● **MATERIAL FOR THE TASK**
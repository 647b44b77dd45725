//! Settlement network identifier.

use serde::{Deserialize, Serialize};
use std::fmt;
use std::str::FromStr;

use crate::TypeError;

/// Identifies which settlement network a pool's payment contract lives on.
///
/// The settlement adapter refuses to start when the authority's reported
/// chain id does not map back to the configured network.
#[derive(Clone, Copy, Debug, PartialEq, Eq, Hash, Serialize, Deserialize)]
#[serde(rename_all = "lowercase")]
pub enum NetworkId {
    /// The production network.
    Mainnet,
    /// The public test network.
    Testnet,
    /// Local development network.
    Dev,
}

impl NetworkId {
    /// Human-readable name, as used in config files and contract URIs.
    pub fn as_str(&self) -> &'static str {
        match self {
            Self::Mainnet => "mainnet",
            Self::Testnet => "testnet",
            Self::Dev => "dev",
        }
    }

    /// Chain id reported by an authority node on this network.
    pub fn chain_id(&self) -> u64 {
        match self {
            Self::Mainnet => 1,
            Self::Testnet => 11155111,
            Self::Dev => 1337,
        }
    }

    /// Map an authority's reported chain id back to a network.
    pub fn from_chain_id(id: u64) -> Option<Self> {
        match id {
            1 => Some(Self::Mainnet),
            11155111 => Some(Self::Testnet),
            1337 => Some(Self::Dev),
            _ => None,
        }
    }
}

impl FromStr for NetworkId {
    type Err = TypeError;

    fn from_str(s: &str) -> Result<Self, Self::Err> {
        match s.to_lowercase().as_str() {
            "mainnet" | "main" | "live" => Ok(Self::Mainnet),
            "testnet" | "test" => Ok(Self::Testnet),
            "dev" => Ok(Self::Dev),
            other => Err(TypeError::InvalidNetwork(other.to_string())),
        }
    }
}

impl fmt::Display for NetworkId {
    fn fmt(&self, f: &mut fmt::Formatter<'_>) -> fmt::Result {
        f.write_str(self.as_str())
    }
}
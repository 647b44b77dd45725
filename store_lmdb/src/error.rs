use thiserror::Error;

#[derive(Debug, Error)]
pub enum LmdbError {
    #[error("LMDB error: {0}")]
    Heed(String),

    #[error("key not found: {0}")]
    NotFound(String),

    #[error("serialization error: {0}")]
    Serialization(String),
}

impl From<heed::Error> for LmdbError {
    fn from(e: heed::Error) -> Self {
        Self::Heed(e.to_string())
    }
}

impl From<serde_json::Error> for LmdbError {
    fn from(e: serde_json::Error) -> Self {
        Self::Serialization(e.to_string())
    }
}

impl From<LmdbError> for peerpool_store::StoreError {
    fn from(e: LmdbError) -> Self {
        match e {
            LmdbError::NotFound(key) => peerpool_store::StoreError::NotFound(key),
            LmdbError::Serialization(msg) => peerpool_store::StoreError::Serialization(msg),
            LmdbError::Heed(msg) => peerpool_store::StoreError::Backend(msg),
        }
    }
}
//! # Application Events
//!
//! Results of async tasks, sent back to the UI thread.

use crate::cache::{MutationKind, QueryKey};
use crate::core::error::ApiError;
use crate::services::mutations::MutationOutcome;

/// Async task results sent to main thread
#[derive(Debug, Clone)]
pub enum AppEvent {
    /// A background fetch settled. The cache already holds the outcome.
    QueryFinished {
        key: QueryKey,
        result: Result<(), ApiError>,
    },
    /// A mutation settled
    MutationFinished {
        kind: MutationKind,
        symbol: String,
        result: Result<MutationOutcome, ApiError>,
    },
}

● **EXERCISE GOAL**
All entries above are to be copied exactly, with none left out.

● **ANSWER TO THIS TASK**
repository 647b44b77dd45725
//! Settlement network identifier.

use serde::{Deserialize, Serialize};
use std::fmt;
use std::str::FromStr;

use crate::TypeError;

/// Identifies which settlement network a pool's payment contract lives on.
///
/// The settlement adapter refuses to start when the authority's reported
/// chain id does not map back to the configured network.
#[derive(Clone, Copy, Debug, PartialEq, Eq, Hash, Serialize, Deserialize)]
#[serde(rename_all = "lowercase")]
pub enum NetworkId {
    /// The production network.
    Mainnet,
    /// The public test network.
    Testnet,
    /// Local development network.
    Dev,
}

impl NetworkId {
    /// Human-readable name, as used in config files and contract URIs.
    pub fn as_str(&self) -> &'static str {
        match self {
            Self::Mainnet => "mainnet",
            Self::Testnet => "testnet",
            Self::Dev => "dev",
        }
    }

    /// Chain id reported by an authority node on this network.
    pub fn chain_id(&self) -> u64 {
        match self {
            Self::Mainnet => 1,
            Self::Testnet => 11155111,
            Self::Dev => 1337,
        }
    }

    /// Map an authority's reported chain id back to a network.
    pub fn from_chain_id(id: u64) -> Option<Self> {
        match id {
            1 => Some(Self::Mainnet),
            11155111 => Some(Self::Testnet),
            1337 => Some(Self::Dev),
            _ => None,
        }
    }
}

impl FromStr for NetworkId {
    type Err = TypeError;

    fn from_str(s: &str) -> Result<Self, Self::Err> {
        match s.to_lowercase().as_str() {
            "mainnet" | "main" | "live" => Ok(Self::Mainnet),
            "testnet" | "test" => Ok(Self::Testnet),
            "dev" => Ok(Self::Dev),
            other => Err(TypeError::InvalidNetwork(other.to_string())),
        }
    }
}

impl fmt::Display for NetworkId {
    fn fmt(&self, f: &mut fmt::Formatter<'_>) -> fmt::Result {
        f.write_str(self.as_str())
    }
}
repository 647b44b77dd45725
filename store_lmdb/src/error.rs
use thiserror::Error;

#[derive(Debug, Error)]
pub enum LmdbError {
    #[error("LMDB error: {0}")]
    Heed(String),

    #[error("key not found: {0}")]
    NotFound(String),

    #[error("serialization error: {0}")]
    Serialization(String),
}

impl From<heed::Error> for LmdbError {
    fn from(e: heed::Error) -> Self {
        Self::Heed(e.to_string())
    }
}

impl From<serde_json::Error> for LmdbError {
    fn from(e: serde_json::Error) -> Self {
        Self::Serialization(e.to_string())
    }
}

impl From<LmdbError> for peerpool_store::StoreError {
    fn from(e: LmdbError) -> Self {
        match e {
            LmdbError::NotFound(key) => peerpool_store::StoreError::NotFound(key),
            LmdbError::Serialization(msg) => peerpool_store::StoreError::Serialization(msg),
            LmdbError::Heed(msg) => peerpool_store::StoreError::Backend(msg),
        }
    }
}
//! # Application Events
//!
//! Results of async tasks, sent back to the UI thread.

use crate::cache::{MutationKind, QueryKey};
use crate::core::error::ApiError;
use crate::services::mutations::MutationOutcome;

/// Async task results sent to main thread
#[derive(Debug, Clone)]
pub enum AppEvent {
    /// A background fetch settled. The cache already holds the outcome.
    QueryFinished {
        key: QueryKey,
        result: Result<(), ApiError>,
    },
    /// A mutation settled
    MutationFinished {
        kind: MutationKind,
        symbol: String,
        result: Result<MutationOutcome, ApiError>,
    },
}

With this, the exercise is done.